YOUR TASK => Starting at the line that contains "pub mime_type: &'static", restate each line word for word through the final line of the data, keeping both ends.

(Stored items)
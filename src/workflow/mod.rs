pub mod image_ctx;
pub mod image_flow;
pub mod prompt;

pub use image_ctx::ImageCtx;
pub use image_flow::{ImageFlow, ItemState};
pub use prompt::{load_instruction, DEFAULT_INSTRUCTION};
use anyhow::Result;
use image_annotator::utils::logging;
use image_annotator::{App, Config, RunState};

#[tokio::main]
async fn main() -> Result<()> {
    // 初始化日志
    logging::init();

    // 加载配置
    let config = Config::load()?;

    // 初始化并运行应用
    let summary = App::initialize(config)?.run().await?;

    if summary.state == RunState::Interrupted {
        std::process::exit(130);
    }
    Ok(())
}
use base64::engine::general_purpose::STANDARD as BASE64_STANDARD;
use base64::Engine;

/// 一次标注请求的载荷：提示词 + 编码后的图片
///
/// 对请求客户端而言是不透明的
#[derive(Debug, Clone)]
pub struct AnnotationRequest {
    pub instruction: String,
    pub mime_type: &'static str,
    pub image_base64: String,
}

impl AnnotationRequest {
    pub fn new(instruction: impl Into<String>, mime_type: &'static str, image_bytes: &[u8]) -> Self {
        Self {
            instruction: instruction.into(),
            mime_type,
            image_base64: BASE64_STANDARD.encode(image_bytes),
        }
    }

    /// `data:` URL 形式的图片
    pub fn data_url(&self) -> String {
        format!("data:{};base64,{}", self.mime_type, self.image_base64)
    }
}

TASK ANSWER =>
    pub mime_type: &'static str,
    pub image_base64: String,
}

impl AnnotationRequest {
    pub fn new(instruction: impl Into<String>, mime_type: &'static str, image_bytes: &[u8]) -> Self {
        Self {
            instruction: instruction.into(),
            mime_type,
            image_base64: BASE64_STANDARD.encode(image_bytes),
        }
    }

    /// `data:` URL 形式的图片
    pub fn data_url(&self) -> String {
        format!("data:{};base64,{}", self.mime_type, self.image_base64)
    }
}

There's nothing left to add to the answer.